Black Mountain “In The Future” Review
Published in Culture Bully, The Blog. Tags: Album Reviews, Music.
A few weeks back, during a discussion on what makes LCD Soundsystem’s “All My Friends” such a fantastic track, a friend of mine fell heavily into the details underlining his enjoyment of the song. “Patience eludes me,” he said, “I strive for patience, I so desperately want to learn musical patience.” “The beginning of ‘All My Friends’,” he continued, “The way it loops and contrapunts, reminds me very much of (American composer) Steve Reich, though Reich’s piece is from way back in 1976, and it transitions much more quickly at the start.” Unsurprisingly so, my friend was right, there is a beauty to music that eludes the ease of cannonballing into a break; there is a beauty to music that takes the time to dip its instrumental feet in the water before dramatically diving head first in minutes later. Such is a perfect way of describing Black Mountain’s sophomore release, In The Future.
The strength of Black Mountain’s latest comes from the anticipation over it gauges throughout the course of the album’s ten tracks. Bill Lipold of I Rock Cleveland solidifies this idea, citing the band’s tactic of approaching the album with enough security in itself to attempt to develop blood-curdling anticipation just as much as it works towards building each song’s eventual peak. Not to say that each track masterfully incorporates the act of surprise, but when it does the band can do no wrong.
For a group that has historically been linked to the often self-explanatory stoner rock, which may influenced its inclusion on Komodo Records’ 2006 Invaders compilation along side The Sword, Dungen and High on Fire, In The Future breaks free from pattern and restraint with every track. The album almost argumentatively suggests at times that its post-organ hard rock influence was on the break of taking over the album during its recording; as Pitchfork’s Adam Moerder commenting, “The eight-minute ‘Tyrants,’ sounds like a Middle Earth baptism by fire.” Opposing that, the Pink Floyd homage “Wild Wind,” contributes a gentler correspondence, suggesting that on the other side of that dark moon, decades later, we were always meant to hear a softer Black Mountain.

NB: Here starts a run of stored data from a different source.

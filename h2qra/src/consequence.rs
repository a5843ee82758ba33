// src/consequence.rs
//
// Seams to the external physics and harm models.
//
// The QRA core never computes flame or overpressure physics. It asks a
// `ReleaseModel` for the mass flow and diameter of each leak size and a
// `HarmModel` for per-position fatality probabilities of each ignitable
// outcome. Tabulated implementations cover study files and tests; a
// choked-orifice estimate gives a usable default release table.

use std::collections::BTreeMap;
use std::fmt;

use serde::{Deserialize, Serialize};

use crate::types::{KgPerSecond, LeakSize, Outcome};

/// Hydrogen specific gas constant, J/(kg K).
const R_H2: f64 = 4124.2;
/// Hydrogen heat capacity ratio.
const GAMMA_H2: f64 = 1.41;

#[derive(Debug, Clone, Copy, PartialEq, Serialize, Deserialize)]
pub struct ReleaseConditions {
    pub mass_flow: KgPerSecond,
    /// Leak diameter in metres.
    pub diameter: f64,
}

/// Release physics for each leak size.
pub trait ReleaseModel {
    fn release(&self, leak_size: LeakSize) -> Result<ReleaseConditions, ConsequenceError>;
}

/// Fatality probabilities per occupant position.
pub trait HarmModel {
    /// Number of occupant positions every result vector covers.
    fn positions(&self) -> usize;

    /// One probability per position for an ignitable outcome.
    fn fatality_probabilities(
        &self,
        leak_size: LeakSize,
        outcome: Outcome,
    ) -> Result<Vec<f64>, ConsequenceError>;
}

/// Release conditions looked up from a table.
#[derive(Debug, Clone, Default, PartialEq, Serialize, Deserialize)]
#[serde(transparent)]
pub struct TabulatedRelease {
    entries: BTreeMap<LeakSize, ReleaseConditions>,
}

impl TabulatedRelease {
    pub fn new() -> Self {
        Self::default()
    }

    pub fn with(mut self, leak_size: LeakSize, mass_flow: KgPerSecond, diameter: f64) -> Self {
        self.entries.insert(
            leak_size,
            ReleaseConditions {
                mass_flow,
                diameter,
            },
        );
        self
    }

    /// Choked flow of an ideal gas through each leak orifice. The leak
    /// area is the bucket's fraction of the pipe flow area.
    pub fn choked_orifice(
        pipe_diameter: f64,
        pressure_pa: f64,
        temperature_k: f64,
        discharge_coefficient: f64,
    ) -> Result<Self, ConsequenceError> {
        for (field, value) in [
            ("pipe_diameter", pipe_diameter),
            ("pressure", pressure_pa),
            ("temperature", temperature_k),
            ("discharge_coefficient", discharge_coefficient),
        ] {
            if !value.is_finite() || value <= 0.0 {
                return Err(ConsequenceError::InvalidParameter { field, value });
            }
        }

        let g = GAMMA_H2;
        let flux_factor =
            (g / (R_H2 * temperature_k) * (2.0 / (g + 1.0)).powf((g + 1.0) / (g - 1.0))).sqrt();

        let mut table = Self::new();
        for size in LeakSize::ALL {
            let diameter = pipe_diameter * size.area_fraction().sqrt();
            let area = std::f64::consts::PI * diameter * diameter / 4.0;
            let mass_flow = discharge_coefficient * area * pressure_pa * flux_factor;
            table = table.with(size, mass_flow, diameter);
        }
        Ok(table)
    }

    /// 9.52 mm (3/8") tubing at 35 MPa and 288 K.
    pub fn default_dispenser() -> Self {
        let table = Self::choked_orifice(0.009_525, 35.0e6, 288.15, 1.0);
        table.unwrap_or_default()
    }

    pub fn get(&self, leak_size: LeakSize) -> Option<&ReleaseConditions> {
        self.entries.get(&leak_size)
    }
}

impl ReleaseModel for TabulatedRelease {
    fn release(&self, leak_size: LeakSize) -> Result<ReleaseConditions, ConsequenceError> {
        let rc = self
            .entries
            .get(&leak_size)
            .copied()
            .ok_or(ConsequenceError::MissingRelease { leak_size })?;
        for (field, value) in [("mass_flow", rc.mass_flow), ("diameter", rc.diameter)] {
            if !value.is_finite() || value < 0.0 {
                return Err(ConsequenceError::InvalidRelease {
                    leak_size,
                    field,
                    value,
                });
            }
        }
        Ok(rc)
    }
}

#[derive(Debug, Clone, PartialEq, Serialize, Deserialize)]
pub struct HarmEntry {
    pub leak_size: LeakSize,
    pub outcome: Outcome,
    pub p_fatal: Vec<f64>,
}

/// Fatality probabilities looked up from a table. Absent (leak size,
/// outcome) pairs are harmless at every position.
#[derive(Debug, Clone, Default, PartialEq, Serialize, Deserialize)]
pub struct TabulatedHarm {
    pub positions: Vec<String>,
    #[serde(default)]
    pub entries: Vec<HarmEntry>,
}

impl TabulatedHarm {
    pub fn new(positions: Vec<String>) -> Self {
        Self {
            positions,
            entries: Vec::new(),
        }
    }

    /// Every position fatal with the same probability for every ignitable
    /// outcome at every leak size.
    pub fn uniform(positions: usize, p_fatal: f64) -> Self {
        let names = (0..positions).map(|i| format!("position_{}", i + 1)).collect();
        let mut harm = Self::new(names);
        for size in LeakSize::ALL {
            for outcome in Outcome::IGNITABLE {
                harm = harm.with(size, outcome, vec![p_fatal; positions]);
            }
        }
        harm
    }

    /// Insert or replace the row for `(leak_size, outcome)`.
    pub fn with(mut self, leak_size: LeakSize, outcome: Outcome, p_fatal: Vec<f64>) -> Self {
        self.entries
            .retain(|e| !(e.leak_size == leak_size && e.outcome == outcome));
        self.entries.push(HarmEntry {
            leak_size,
            outcome,
            p_fatal,
        });
        self
    }
}

impl HarmModel for TabulatedHarm {
    fn positions(&self) -> usize {
        self.positions.len()
    }

    fn fatality_probabilities(
        &self,
        leak_size: LeakSize,
        outcome: Outcome,
    ) -> Result<Vec<f64>, ConsequenceError> {
        match self
            .entries
            .iter()
            .find(|e| e.leak_size == leak_size && e.outcome == outcome)
        {
            Some(e) if e.p_fatal.len() != self.positions.len() => {
                Err(ConsequenceError::PositionMismatch {
                    leak_size,
                    outcome,
                    expected: self.positions.len(),
                    got: e.p_fatal.len(),
                })
            }
            Some(e) => Ok(e.p_fatal.clone()),
            None => Ok(vec![0.0; self.positions.len()]),
        }
    }
}

#[derive(Debug, Clone, PartialEq)]
pub enum ConsequenceError {
    MissingRelease {
        leak_size: LeakSize,
    },
    InvalidRelease {
        leak_size: LeakSize,
        field: &'static str,
        value: f64,
    },
    InvalidParameter {
        field: &'static str,
        value: f64,
    },
    PositionMismatch {
        leak_size: LeakSize,
        outcome: Outcome,
        expected: usize,
        got: usize,
    },
}

impl fmt::Display for ConsequenceError {
    fn fmt(&self, f: &mut fmt::Formatter<'_>) -> fmt::Result {
        match self {
            ConsequenceError::MissingRelease { leak_size } => {
                write!(f, "no release conditions for leak size {}", leak_size)
            }
            ConsequenceError::InvalidRelease {
                leak_size,
                field,
                value,
            } => write!(f, "leak size {}: invalid {} = {}", leak_size, field, value),
            ConsequenceError::InvalidParameter { field, value } => {
                write!(f, "release model: {} must be positive and finite, got {}", field, value)
            }
            ConsequenceError::PositionMismatch {
                leak_size,
                outcome,
                expected,
                got,
            } => write!(
                f,
                "harm table {} / {}: {} probabilities for {} positions",
                leak_size, outcome, got, expected
            ),
        }
    }
}

impl std::error::Error for ConsequenceError {}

One of the many shining moments on the album comes in the form of “Evil Ways,” a song that admits its influences early on by the summoning of patriarchal big-band era jazz and “Hush“-era keyboards alike. But when hearing the track in the context in the album, its attraction comes partially as due to those surrounding it. What follows is the very “Wish You Were Here”-like “Wild Ways,” and what precedes is the “Queens Will Play,” a track which itself fails to peak until the very last minute suggesting it the rising action to the inevitable climax of “Evil Ways.” But even there, in the moments that follow, the album sheds any shape of predictability as Black Mountain shifts into “Bright Lights,” a near seventeen minute triumph.

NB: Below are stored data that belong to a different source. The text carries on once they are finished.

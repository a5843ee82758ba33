// src/failures.rs
//
// Failure-mode catalog: per-demand failure probabilities for the dispenser
// accident fault tree, plus the dedicated shutdown (detection + isolation)
// mode feeding the event tree.
//
// Accident-triggered releases only feed the 100% leak-size bucket.

use std::collections::BTreeMap;
use std::fmt;

use rand::Rng;
use serde::{Deserialize, Serialize};

use crate::components::CatalogError;
use crate::distribution::{Distribution, DistributionError, DistributionFamily, DistributionStats};
use crate::types::{LeakSize, PerYear};

pub const NOZZLE_POP_OFF: &str = "nozzle_pop_off";
pub const NOZZLE_FTC: &str = "nozzle_ftc";
pub const BREAKAWAY_FTC: &str = "breakaway_ftc";
pub const PRV_FTO: &str = "prv_fto";
pub const MANUAL_VALVE_FTC: &str = "manual_valve_ftc";
pub const SOLENOID_FTC: &str = "solenoid_ftc";
pub const SOLENOID_COMMON_CAUSE: &str = "solenoid_common_cause";
pub const OVERPRESSURE: &str = "overpressure";
pub const DRIVEOFF: &str = "driveoff";
pub const DETECTION_ISOLATION: &str = "detection_isolation";

/// Names consumed by the built-in accident fault tree.
const FAULT_TREE_NAMES: [&str; 9] = [
    NOZZLE_POP_OFF,
    NOZZLE_FTC,
    BREAKAWAY_FTC,
    PRV_FTO,
    MANUAL_VALVE_FTC,
    SOLENOID_FTC,
    SOLENOID_COMMON_CAUSE,
    OVERPRESSURE,
    DRIVEOFF,
];

/// How a failure mode enters the analysis.
#[derive(Debug, Clone, Copy, Default, PartialEq, Eq, Serialize, Deserialize)]
#[serde(rename_all = "snake_case")]
pub enum FailureRole {
    /// Per-demand probability feeding the 100% release fault tree.
    #[default]
    AccidentRelease,
    /// Probability that a release is detected and isolated (pShutdown).
    Shutdown,
}

#[derive(Debug, Clone, PartialEq, Serialize, Deserialize)]
pub struct FailureMode {
    pub name: String,
    /// Free-text description.
    #[serde(default)]
    pub mode: String,
    #[serde(default)]
    pub role: FailureRole,
    pub distribution: Distribution,
}

impl FailureMode {
    pub fn new(name: &str, mode: &str, role: FailureRole, distribution: Distribution) -> Self {
        Self {
            name: name.to_string(),
            mode: mode.to_string(),
            role,
            distribution,
        }
    }
}

/// Annual fueling demand driving the accident fault tree.
#[derive(Debug, Clone, Copy, PartialEq, Serialize, Deserialize)]
#[serde(default)]
pub struct FuelingDemand {
    pub vehicles: f64,
    pub fuelings_per_day: f64,
    pub operating_days: f64,
}

impl Default for FuelingDemand {
    fn default() -> Self {
        Self {
            vehicles: 20.0,
            fuelings_per_day: 2.0,
            operating_days: 250.0,
        }
    }
}

impl FuelingDemand {
    /// No fueling: accident releases contribute nothing.
    pub fn none() -> Self {
        Self {
            vehicles: 0.0,
            fuelings_per_day: 0.0,
            operating_days: 0.0,
        }
    }

    /// Fueling demands per year. Non-finite or negative inputs count as zero.
    pub fn annual_demands(&self) -> f64 {
        let d = self.vehicles * self.fuelings_per_day * self.operating_days;
        if d.is_finite() {
            d.max(0.0)
        } else {
            0.0
        }
    }
}

/// Branch of the accident fault tree.
#[derive(Debug, Clone, PartialEq, Eq, PartialOrd, Ord, Serialize)]
#[serde(rename_all = "snake_case")]
pub enum AccidentScenario {
    DriveOff,
    NozzleRelease,
    OverpressureRupture,
    ManualValve,
    SolenoidValves,
    /// A user-defined accident mode entering as demand x probability.
    Other(String),
}

impl fmt::Display for AccidentScenario {
    fn fmt(&self, f: &mut fmt::Formatter<'_>) -> fmt::Result {
        match self {
            AccidentScenario::DriveOff => f.write_str("drive_off"),
            AccidentScenario::NozzleRelease => f.write_str("nozzle_release"),
            AccidentScenario::OverpressureRupture => f.write_str("overpressure_rupture"),
            AccidentScenario::ManualValve => f.write_str("manual_valve"),
            AccidentScenario::SolenoidValves => f.write_str("solenoid_valves"),
            AccidentScenario::Other(name) => write!(f, "other:{}", name),
        }
    }
}

#[derive(Debug, Clone, PartialEq, Serialize)]
pub struct AccidentContribution {
    pub scenario: AccidentScenario,
    pub frequency: PerYear,
}

#[derive(Debug, Clone, Serialize)]
pub struct FailureModeStats {
    pub name: String,
    pub mode: String,
    pub role: FailureRole,
    pub family: DistributionFamily,
    pub param_a: f64,
    pub param_b: Option<f64>,
    #[serde(flatten)]
    pub stats: DistributionStats,
}

/// Named failure modes. Serialized as a list.
#[derive(Debug, Clone, Default, PartialEq, Serialize, Deserialize)]
#[serde(try_from = "Vec<FailureMode>", into = "Vec<FailureMode>")]
pub struct FailureModeCatalog {
    modes: BTreeMap<String, FailureMode>,
}

impl TryFrom<Vec<FailureMode>> for FailureModeCatalog {
    type Error = CatalogError;

    fn try_from(modes: Vec<FailureMode>) -> Result<Self, Self::Error> {
        let mut catalog = FailureModeCatalog::new();
        for mode in modes {
            catalog.insert(mode)?;
        }
        Ok(catalog)
    }
}

impl From<FailureModeCatalog> for Vec<FailureMode> {
    fn from(catalog: FailureModeCatalog) -> Self {
        catalog.modes.into_values().collect()
    }
}

impl FailureModeCatalog {
    pub fn new() -> Self {
        Self::default()
    }

    /// Dispenser failure modes of a gaseous fueling station.
    pub fn default_fueling_station() -> Self {
        use FailureRole::{AccidentRelease, Shutdown};
        let rows = [
            (
                NOZZLE_POP_OFF,
                "Nozzle pop-off",
                AccidentRelease,
                Distribution::Beta {
                    alpha: 0.5,
                    beta: 610_415.5,
                },
            ),
            (
                NOZZLE_FTC,
                "Nozzle failure to close",
                AccidentRelease,
                Distribution::ExpectedValue { value: 0.002 },
            ),
            (
                BREAKAWAY_FTC,
                "Breakaway coupling failure to close",
                AccidentRelease,
                Distribution::Beta {
                    alpha: 0.5,
                    beta: 5_031.0,
                },
            ),
            (
                PRV_FTO,
                "Pressure-relief valve failure to open",
                AccidentRelease,
                Distribution::LogNormal {
                    mu: -11.7359,
                    sigma: 0.6729,
                },
            ),
            (
                MANUAL_VALVE_FTC,
                "Manual valve failure to close",
                AccidentRelease,
                Distribution::ExpectedValue { value: 0.001 },
            ),
            (
                SOLENOID_FTC,
                "Solenoid valve failure to close",
                AccidentRelease,
                Distribution::LogNormal {
                    mu: -5.2471,
                    sigma: 0.5744,
                },
            ),
            (
                SOLENOID_COMMON_CAUSE,
                "Solenoid valves common-cause failure",
                AccidentRelease,
                Distribution::ExpectedValue { value: 1.28e-4 },
            ),
            (
                OVERPRESSURE,
                "Overpressure during fueling",
                AccidentRelease,
                Distribution::Beta {
                    alpha: 3.5,
                    beta: 310_289.5,
                },
            ),
            (
                DRIVEOFF,
                "Vehicle drive-off while connected",
                AccidentRelease,
                Distribution::Beta {
                    alpha: 31.5,
                    beta: 610_384.5,
                },
            ),
            (
                DETECTION_ISOLATION,
                "Gas detection and automatic isolation",
                Shutdown,
                Distribution::ExpectedValue { value: 0.9 },
            ),
        ];

        let modes = rows
            .into_iter()
            .map(|(name, mode, role, dist)| (name.to_string(), FailureMode::new(name, mode, role, dist)))
            .collect();
        Self { modes }
    }

    pub fn len(&self) -> usize {
        self.modes.len()
    }

    pub fn is_empty(&self) -> bool {
        self.modes.is_empty()
    }

    pub fn get(&self, name: &str) -> Option<&FailureMode> {
        self.modes.get(name)
    }

    pub fn iter(&self) -> impl Iterator<Item = &FailureMode> + '_ {
        self.modes.values()
    }

    /// Insert or replace a mode after validating its distribution, its
    /// probability range and shutdown-mode uniqueness.
    pub fn insert(&mut self, mode: FailureMode) -> Result<(), CatalogError> {
        Self::check_probability(&mode.name, &mode.distribution)?;
        if mode.role == FailureRole::Shutdown {
            if let Some(existing) = self.shutdown_mode() {
                if existing.name != mode.name {
                    return Err(CatalogError::DuplicateShutdownMode {
                        existing: existing.name.clone(),
                        added: mode.name,
                    });
                }
            }
        }
        self.modes.insert(mode.name.clone(), mode);
        Ok(())
    }

    pub fn remove(&mut self, name: &str) -> Option<FailureMode> {
        self.modes.remove(name)
    }

    /// Replace the distribution (possibly switching family).
    pub fn set_distribution(&mut self, name: &str, dist: Distribution) -> Result<(), CatalogError> {
        Self::check_probability(name, &dist)?;
        self.mode_mut(name)?.distribution = dist;
        Ok(())
    }

    pub fn set_params(
        &mut self,
        name: &str,
        param_a: f64,
        param_b: Option<f64>,
    ) -> Result<(), CatalogError> {
        let mut next = self.mode_mut(name)?.distribution;
        next.set_from_mu_sigma(param_a, param_b)?;
        self.set_distribution(name, next)
    }

    pub fn set_median(&mut self, name: &str, median: f64) -> Result<(), CatalogError> {
        let mut next = self.mode_mut(name)?.distribution;
        next.set_from_median(median)?;
        self.set_distribution(name, next)
    }

    fn mode_mut(&mut self, name: &str) -> Result<&mut FailureMode, CatalogError> {
        self.modes
            .get_mut(name)
            .ok_or_else(|| CatalogError::UnknownFailureMode {
                name: name.to_string(),
            })
    }

    fn check_probability(name: &str, dist: &Distribution) -> Result<(), CatalogError> {
        let mean = dist.mean()?;
        if !(0.0..=1.0).contains(&mean) {
            return Err(CatalogError::ProbabilityOutOfRange {
                name: name.to_string(),
                mean,
            });
        }
        Ok(())
    }

    pub fn shutdown_mode(&self) -> Option<&FailureMode> {
        self.modes.values().find(|m| m.role == FailureRole::Shutdown)
    }

    /// Mean of the shutdown mode; zero when none is configured.
    pub fn shutdown_probability(&self) -> Result<f64, DistributionError> {
        match self.shutdown_mode() {
            Some(m) => m.distribution.mean(),
            None => Ok(0.0),
        }
    }

    /// Mean probability of a named mode; zero when it is absent.
    pub fn probability_or_zero(&self, name: &str) -> Result<f64, DistributionError> {
        match self.modes.get(name) {
            Some(m) => m.distribution.mean(),
            None => Ok(0.0),
        }
    }

    /// Names the fault tree references that this catalog lacks.
    pub fn missing_fault_tree_modes(&self) -> Vec<&'static str> {
        FAULT_TREE_NAMES
            .iter()
            .copied()
            .filter(|n| !self.modes.contains_key(*n))
            .collect()
    }

    /// Annual release frequency of each accident fault-tree branch.
    pub fn accident_frequencies(
        &self,
        demand: &FuelingDemand,
    ) -> Result<Vec<AccidentContribution>, DistributionError> {
        let d = demand.annual_demands();
        let p = |name: &str| self.probability_or_zero(name);

        let mut out = vec![
            AccidentContribution {
                scenario: AccidentScenario::DriveOff,
                frequency: d * p(DRIVEOFF)? * p(BREAKAWAY_FTC)?,
            },
            AccidentContribution {
                scenario: AccidentScenario::NozzleRelease,
                frequency: d * (p(NOZZLE_POP_OFF)? + p(NOZZLE_FTC)?),
            },
            AccidentContribution {
                scenario: AccidentScenario::OverpressureRupture,
                frequency: d * p(OVERPRESSURE)? * p(PRV_FTO)?,
            },
            AccidentContribution {
                scenario: AccidentScenario::ManualValve,
                frequency: d * p(MANUAL_VALVE_FTC)?,
            },
            AccidentContribution {
                scenario: AccidentScenario::SolenoidValves,
                frequency: d * (p(SOLENOID_FTC)?.powi(3) + p(SOLENOID_COMMON_CAUSE)?),
            },
        ];

        for mode in self.modes.values() {
            if mode.role == FailureRole::AccidentRelease
                && !FAULT_TREE_NAMES.contains(&mode.name.as_str())
            {
                out.push(AccidentContribution {
                    scenario: AccidentScenario::Other(mode.name.clone()),
                    frequency: d * mode.distribution.mean()?,
                });
            }
        }
        Ok(out)
    }

    /// Total accident frequency at `size`: the fault-tree sum for the 100%
    /// bucket, zero for every other size.
    pub fn total_frequency(
        &self,
        size: LeakSize,
        demand: &FuelingDemand,
    ) -> Result<PerYear, DistributionError> {
        if size != LeakSize::Full {
            return Ok(0.0);
        }
        Ok(self
            .accident_frequencies(demand)?
            .iter()
            .map(|c| c.frequency)
            .sum())
    }

    pub fn statistics(&self) -> Result<Vec<FailureModeStats>, DistributionError> {
        self.modes
            .values()
            .map(|m| {
                Ok(FailureModeStats {
                    name: m.name.clone(),
                    mode: m.mode.clone(),
                    role: m.role,
                    family: m.distribution.family(),
                    param_a: m.distribution.param_a(),
                    param_b: m.distribution.param_b(),
                    stats: m.distribution.stats()?,
                })
            })
            .collect()
    }

    /// New catalog with each probability replaced by one draw clamped to
    /// [0, 1]. `self` is left untouched.
    pub fn resample<R: Rng + ?Sized>(&self, rng: &mut R) -> Result<Self, DistributionError> {
        let mut modes = BTreeMap::new();
        for (name, m) in &self.modes {
            let value = m.distribution.sample(rng)?.clamp(0.0, 1.0);
            let mut drawn = m.clone();
            drawn.distribution = Distribution::ExpectedValue { value };
            modes.insert(name.clone(), drawn);
        }
        Ok(Self { modes })
    }
}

And just as In The Future surfaces with the Amber Webber-lead “Night Walks,” the track vocally strong and sounding a faint bit orchestral, the band reflects on its dive and escapes the water, fleeing for seclusion, leaving the listener only to think about what they had just heard. A listener left thinking that if such a journey, full of such snowballing climaxes and fulfilling closures, was as good as they thought it through its first listen…it may just be better the second time around. I am one such listener.